5-4-3-2-1 Brain Break Game
You can use this FREE brain break activity either face-to-face or over Zoom for Distance Learning! This activity is fun to use and can even be customized!
- Play Scoot or go on a gallery walk (put the cards on the wall). Or go outside and put questions all over the playground.
- Use a board game, such as Checkers, Trouble, Battleship, or Connect 4. Students must answer a question card before taking their turns.
- Put review questions on Jenga blocks.
- Test prep stations: Different skill at each station, rotate them through in groups. This post helps you make sure your centers stay organized.
- Play Circle Up! Put kids in two circles of equal number, one inside the other. The inside circle faces the outside circle. Each student has a question card. Students each quiz the student across from them. Then, the inside circle moves one to the right. Repeat. There are fun variations.
- Play “I Have, Who Has” with your class. Watch this video where I show how to make your own Digital Version of “I Have Who Has.”
- Review those anchor charts.
- Have students make their own mini anchor charts for key concepts.
- Play Around the World. One student stands behind the seat of another student. The teacher asks a question. The first to answer moves to the next student. If the standing student loses the round, then he takes the other student’s seat. The idea is to go “Around the World.” Good for flash cards.
- Try turning your bulletin board into a test prep review game.
- Play Game Show. Be sure you have a bell for a buzzer and your most annoying game show host voice! The kids will love it!
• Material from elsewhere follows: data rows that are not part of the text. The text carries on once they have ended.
//! The two repository calls an upload needs: HEAD probe and PUT.

use reqwest::{Client, StatusCode};

use artipub_util::errors::ArtipubError;
use artipub_util::hash::Checksums;

use crate::auth::{self, Credentials};
use crate::layout;

/// Result of an existence probe.
#[derive(Debug, Clone, Copy, PartialEq, Eq)]
pub enum Probe {
    /// The server answered 2xx: something is already published there.
    Exists,
    /// The server answered 404.
    Missing,
}

/// Repository operations used by the upload orchestrator.
///
/// `remote_path` is relative to the repository root
/// (`{repo_key}/{group_path}/...`). Errors are already classified as
/// [`ArtipubError::Transport`] or [`ArtipubError::Io`].
#[allow(async_fn_in_trait)]
pub trait ArtifactTransport {
    /// Check whether an artifact already exists at `remote_path`.
    async fn probe(&self, remote_path: &str) -> Result<Probe, ArtipubError>;

    /// Upload `body` to `remote_path`. Succeeds only on a 2xx answer.
    async fn put(&self, remote_path: &str, body: Vec<u8>) -> Result<(), ArtipubError>;
}

/// [`ArtifactTransport`] over HTTP(S) against an Artifactory server.
#[derive(Debug, Clone)]
pub struct HttpTransport {
    client: Client,
    base_url: String,
    credentials: Credentials,
}

impl HttpTransport {
    /// `base_url` is sanitized with [`layout::sanitize_base_url`].
    pub fn new(client: Client, base_url: &str, credentials: Credentials) -> miette::Result<Self> {
        Ok(Self {
            client,
            base_url: layout::sanitize_base_url(base_url)?,
            credentials,
        })
    }

    pub fn base_url(&self) -> &str {
        &self.base_url
    }
}

impl ArtifactTransport for HttpTransport {
    async fn probe(&self, remote_path: &str) -> Result<Probe, ArtipubError> {
        let url = layout::file_url(&self.base_url, remote_path);
        tracing::debug!("HEAD {url}");

        let req = auth::apply_auth(self.client.head(&url), &self.credentials);
        let resp = req.send().await.map_err(|e| ArtipubError::Transport {
            message: format!("Request to {url} failed: {e}"),
        })?;

        let status = resp.status();
        if status == StatusCode::NOT_FOUND {
            return Ok(Probe::Missing);
        }
        if status.is_success() {
            return Ok(Probe::Exists);
        }
        Err(ArtipubError::Transport {
            message: format!("HTTP {status} probing {url}"),
        })
    }

    async fn put(&self, remote_path: &str, body: Vec<u8>) -> Result<(), ArtipubError> {
        let url = layout::file_url(&self.base_url, remote_path);
        let sums = Checksums::of(&body);
        tracing::debug!("PUT {url} ({} bytes, sha1 {})", body.len(), sums.sha1);

        let req = self
            .client
            .put(&url)
            .header("X-Checksum-Sha1", sums.sha1)
            .header("X-Checksum-Sha256", sums.sha256)
            .header("X-Checksum-Md5", sums.md5)
            .body(body);
        let resp = auth::apply_auth(req, &self.credentials)
            .send()
            .await
            .map_err(|e| ArtipubError::Transport {
                message: format!("Request to {url} failed: {e}"),
            })?;

        let status = resp.status();
        if !status.is_success() {
            return Err(ArtipubError::Transport {
                message: format!("HTTP {status} uploading to {url}"),
            });
        }
        Ok(())
    }
}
- Allow students to write their name on tickets for every correct answer, and have a raffle for a few small prizes after each review session.
- Put review questions in quirky places: on the backs of bathroom passes and bathroom stall doors, on the wall where students line up, on the wall behind the drinking fountain or sink, etc.
- Squeeze test prep into odd moments: walking in line, waiting for a specialist, just before school lets out, whenever you have a few spare minutes.
- Have student pairs review on a “Walkabout.” Students review while walking together.
- Allow students to write answers in shaving cream on their desks.